(16)実感・・・

 ?2001年

実感・・・   こー@アフガニスタン北部ジャボルサラジ

 毎夜、泊まっている宿のベランダから首都カブール方向を見渡す、煙草をくわえながら。
 頭上を飛び交う米軍機。ジェットのうなりはするものの姿は見えない。そして、地上からは花火のように見えるタリバンの対空砲。時折、ズシーンという爆発音が彼方から響く。しかし、砂嵐でクリアには見えない。
 しかし、テレビ中継をみているような気分だった。

 ある日、首都カブールから30キロ北にあるチャリカルという街のバザー(市場)に買い物に行った。ナンとイモばかりの宿の飯にも飽きたので、日本料理を作ろうと考えたのだった。卵を買い、ニラを買い、後はバーナー用のガソリンを買うか、と考えながら雑踏を歩いた。
 その時、数十キロ先の山の方向から「ヒュルルル・・・」という音がした。ロケット砲!?それもタリバン支配地とされる山から。その音は、急速に大きくなり迫ってくる。周囲の買い物客が一斉に頭を抱えて地面に伏せた。僕はすぐに対応出来なかった。長らく戦争から遠ざかっていたから。何とか、彼らと同じように地面に伏せた。砂が口に入った。ジャリッとした感触も気にする余裕はなかった。
 数秒後、「ドーン」という衝撃が地面を通して伝わってきた。頭を少しずつ上げその方向を見やると、百メートル程先から煙が上がっていた。

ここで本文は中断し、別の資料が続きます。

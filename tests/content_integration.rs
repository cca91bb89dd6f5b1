//! End-to-end tests for content, tags, search and the SEO routes

mod common;

use common::{Auth, TestApp, TestUser};
use hyper::{Method, StatusCode};
use serde_json::{json, Value};

/// Admin plus a contributor, the usual authoring setup
async fn authors(app: &TestApp) -> (TestUser, TestUser) {
    let admin = app.register("editor").await;
    let writer = app.register("writer").await;
    app.set_role(&admin, &writer, "contributor").await;
    (admin, writer)
}

async fn create(app: &TestApp, author: &TestUser, body: Value) -> Value {
    let response = app.post("/content", Auth::Bearer(&author.token), body).await;
    assert_eq!(response.status, StatusCode::CREATED, "{}", response.text());
    response.json()
}

fn slugs(list: &Value) -> Vec<String> {
    list["items"]
        .as_array()
        .unwrap()
        .iter()
        .map(|item| item["slug"].as_str().unwrap().to_string())
        .collect()
}

/// Drafts stay hidden until published
#[tokio::test]
async fn test_draft_then_publish() {
    let app = TestApp::new();
    let (_, writer) = authors(&app).await;

    let draft = create(
        &app,
        &writer,
        json!({ "title": "Hello, World", "body": "First post", "tags": ["Rust"] }),
    )
    .await;
    assert_eq!(draft["slug"], "hello-world");
    assert_eq!(draft["status"], "draft");
    assert!(draft["publishedAt"].is_null());
    assert_eq!(draft["authorUsername"], "writer");

    let anonymous = app.get("/content/hello-world", Auth::None).await;
    assert_eq!(anonymous.status, StatusCode::NOT_FOUND);

    let own = app
        .get("/content/hello-world", Auth::Bearer(&writer.token))
        .await;
    assert_eq!(own.status, StatusCode::OK);

    let listed = app.get("/content", Auth::None).await;
    assert!(slugs(&listed.json()).is_empty());

    let id = draft["id"].as_str().unwrap();
    let published = app
        .put(
            &format!("/content/{}", id),
            Auth::Bearer(&writer.token),
            json!({ "status": "published" }),
        )
        .await;
    assert_eq!(published.status, StatusCode::OK);
    assert_eq!(published.json()["status"], "published");
    assert!(published.json()["publishedAt"].is_string());
    assert_eq!(published.json()["title"], "Hello, World");

    let anonymous = app.get("/content/hello-world", Auth::None).await;
    assert_eq!(anonymous.status, StatusCode::OK);

    let listed = app.get("/content", Auth::None).await;
    assert_eq!(slugs(&listed.json()), vec!["hello-world"]);
}

#[tokio::test]
async fn test_viewer_cannot_write() {
    let app = TestApp::new();
    app.register("editor").await;
    let viewer = app.register("reader").await;

    let response = app
        .post(
            "/content",
            Auth::Bearer(&viewer.token),
            json!({ "title": "Nope", "body": "..." }),
        )
        .await;
    assert_eq!(response.status, StatusCode::FORBIDDEN);

    let response = app
        .post("/content", Auth::None, json!({ "title": "Nope", "body": "..." }))
        .await;
    assert_eq!(response.status, StatusCode::UNAUTHORIZED);
}

#[tokio::test]
async fn test_duplicate_slug() {
    let app = TestApp::new();
    let (admin, writer) = authors(&app).await;

    create(&app, &writer, json!({ "title": "Same", "body": "a" })).await;

    let response = app
        .post(
            "/content",
            Auth::Bearer(&admin.token),
            json!({ "title": "Other", "slug": "same", "body": "b" }),
        )
        .await;
    assert_eq!(response.status, StatusCode::CONFLICT);
}

/// Contributors manage their own content, admins manage everything
#[tokio::test]
async fn test_ownership() {
    let app = TestApp::new();
    let (admin, writer) = authors(&app).await;
    let rival = app.register("rival").await;
    app.set_role(&admin, &rival, "contributor").await;

    let post = create(&app, &writer, json!({ "title": "Mine", "body": "text" })).await;
    let path = format!("/content/{}", post["id"].as_str().unwrap());

    let response = app
        .put(&path, Auth::Bearer(&rival.token), json!({ "title": "Theirs" }))
        .await;
    assert_eq!(response.status, StatusCode::NOT_FOUND);

    let response = app.delete(&path, Auth::Bearer(&rival.token)).await;
    assert_eq!(response.status, StatusCode::NOT_FOUND);

    let response = app
        .put(&path, Auth::Bearer(&admin.token), json!({ "title": "Edited" }))
        .await;
    assert_eq!(response.status, StatusCode::OK);
    assert_eq!(response.json()["title"], "Edited");
    assert_eq!(response.json()["slug"], "mine");

    let response = app.delete(&path, Auth::Bearer(&writer.token)).await;
    assert_eq!(response.status, StatusCode::NO_CONTENT);

    let response = app.get("/content/mine", Auth::Bearer(&writer.token)).await;
    assert_eq!(response.status, StatusCode::NOT_FOUND);
}

#[tokio::test]
async fn test_content_validation() {
    let app = TestApp::new();
    let (_, writer) = authors(&app).await;

    let response = app
        .post(
            "/content",
            Auth::Bearer(&writer.token),
            json!({ "title": "   ", "body": "x" }),
        )
        .await;
    assert_eq!(response.status, StatusCode::BAD_REQUEST);

    let response = app
        .post(
            "/content",
            Auth::Bearer(&writer.token),
            json!({ "title": "x".repeat(201), "body": "x" }),
        )
        .await;
    assert_eq!(response.status, StatusCode::BAD_REQUEST);

    let response = app
        .send(Method::POST, "/content", Auth::Bearer(&writer.token), None)
        .await;
    assert_eq!(response.status, StatusCode::BAD_REQUEST);
}

#[tokio::test]
async fn test_tags_and_filtering() {
    let app = TestApp::new();
    let (_, writer) = authors(&app).await;

    create(
        &app,
        &writer,
        json!({
            "title": "Async Rust",
            "body": "tokio all the way",
            "tags": ["Rust", "Async", "rust"],
            "status": "published",
        }),
    )
    .await;
    create(
        &app,
        &writer,
        json!({
            "title": "Web Basics",
            "body": "html and css",
            "tags": ["Web Dev"],
            "status": "published",
        }),
    )
    .await;

    let tags = app.get("/tags", Auth::None).await;
    assert_eq!(tags.status, StatusCode::OK);
    let tag_slugs: Vec<String> = tags
        .json()
        .as_array()
        .unwrap()
        .iter()
        .map(|t| t["slug"].as_str().unwrap().to_string())
        .collect();
    assert_eq!(tag_slugs, vec!["async", "rust", "web-dev"]);

    let listed = app.get("/content?tag=Rust", Auth::None).await;
    assert_eq!(slugs(&listed.json()), vec!["async-rust"]);

    let listed = app.get("/content?tag=web-dev", Auth::None).await;
    assert_eq!(slugs(&listed.json()), vec!["web-basics"]);
}

#[tokio::test]
async fn test_listing_pagination() {
    let app = TestApp::new();
    let (_, writer) = authors(&app).await;

    for title in ["One", "Two", "Three"] {
        create(
            &app,
            &writer,
            json!({ "title": title, "body": "b", "status": "published" }),
        )
        .await;
    }

    let page = app.get("/content?limit=2", Auth::None).await.json();
    assert_eq!(page["limit"], 2);
    assert_eq!(page["offset"], 0);
    assert_eq!(page["items"].as_array().unwrap().len(), 2);

    let rest = app.get("/content?limit=2&offset=2", Auth::None).await.json();
    assert_eq!(rest["items"].as_array().unwrap().len(), 1);

    let capped = app.get("/content?limit=5000", Auth::None).await.json();
    assert_eq!(capped["limit"], 100);
}

#[tokio::test]
async fn test_search() {
    let app = TestApp::new();
    let (_, writer) = authors(&app).await;

    create(
        &app,
        &writer,
        json!({ "title": "Borrow checker", "body": "lifetimes explained", "status": "published" }),
    )
    .await;
    create(
        &app,
        &writer,
        json!({ "title": "Hidden lifetimes", "body": "draft notes" }),
    )
    .await;

    let response = app.get("/search?q=LIFETIMES", Auth::None).await;
    assert_eq!(response.status, StatusCode::OK);
    assert_eq!(slugs(&response.json()), vec!["borrow-checker"]);

    let response = app.get("/search?q=%20", Auth::None).await;
    assert_eq!(response.status, StatusCode::BAD_REQUEST);

    let response = app.get("/search", Auth::None).await;
    assert_eq!(response.status, StatusCode::BAD_REQUEST);
}

#[tokio::test]
async fn test_sitemap_lists_published_only() {
    let app = TestApp::new();
    let (_, writer) = authors(&app).await;

    create(
        &app,
        &writer,
        json!({ "title": "Public & Proud", "body": "b", "status": "published" }),
    )
    .await;
    create(&app, &writer, json!({ "title": "Secret", "body": "b" })).await;

    let response = app.get("/sitemap.xml", Auth::None).await;
    assert_eq!(response.status, StatusCode::OK);
    assert!(response.content_type.as_ref().unwrap().starts_with("application/xml"));

    let xml = response.text();
    assert!(xml.contains("<loc>https://blog.example.com/</loc>"));
    assert!(xml.contains("<loc>https://blog.example.com/content/public-proud</loc>"));
    assert!(!xml.contains("secret"));

    let robots = app.get("/robots.txt", Auth::None).await;
    assert_eq!(robots.status, StatusCode::OK);
    assert!(robots
        .text()
        .contains("Sitemap: https://blog.example.com/sitemap.xml"));
}

#[tokio::test]
async fn test_health_and_fallbacks() {
    let app = TestApp::new();

    let health = app.get("/health", Auth::None).await;
    assert_eq!(health.status, StatusCode::OK);
    assert_eq!(health.json()["healthy"], true);
    assert_eq!(health.json()["store"], "memory");
    assert_eq!(health.json()["mode"], "development");

    let missing = app.get("/nowhere", Auth::None).await;
    assert_eq!(missing.status, StatusCode::NOT_FOUND);

    let missing = app.get("/contentious", Auth::None).await;
    assert_eq!(missing.status, StatusCode::NOT_FOUND);

    let preflight = app.send(Method::OPTIONS, "/content", Auth::None, None).await;
    assert_eq!(preflight.status, StatusCode::NO_CONTENT);
}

 第ニ波の攻撃を警戒し、伏せたままの姿勢で数分が経過した。周囲の人たちが立ち上がり始めたのを見て、「これなら大丈夫だ」と判断しカメラを抱え着弾点へ。既にその場所には人垣が出来ていた。人々のざわめき、女の泣き叫ぶ声。人垣を押し分けてみると、そこは先ほどニラを売ってくれた八百屋のオヤジだった。ニコニコと愛想笑いしていた店主のオヤジが横たわっていた。身体に異常はないように見えた。ロケットの破片が頭に突き刺さったという。そして周囲には、数人の怪我人が。「日本人、手伝え」との声で、我に帰りチャーター車のハイラックスの荷台へ怪我人を積み込む。そして病院へ。一枚のシャッターも切れなかった。
 怪我人の搬送も終わり一服していると、「日本人、ちょっと」中年の男が手招きする。そのまま付いて行くと、ある家に連れて行かれた。泥の煉瓦で造られた家。そこは、八百屋のオヤジの家だった。家族と近所の人たちがそろって、オヤジの身体をお湯で清めている最中だった。「日本人、撮ってやってくれ」、家族が言う。家族が両腕でオヤジの身体を抱えて、こちらを凝視した。カメラを構えた。ファインダーの向こうに、彼らの嘆きとあきらめが見えたような気がした。

 「戦争だから仕方ない」、アフガニスタンで良く聞くセリフだ。先日の米軍機の誤爆でも「悲しいけど仕方ない」というセリフを何度も聞いた。
 僕は、ようやく「自分が戦場にいる」ことを実感し始めているのかもしれない。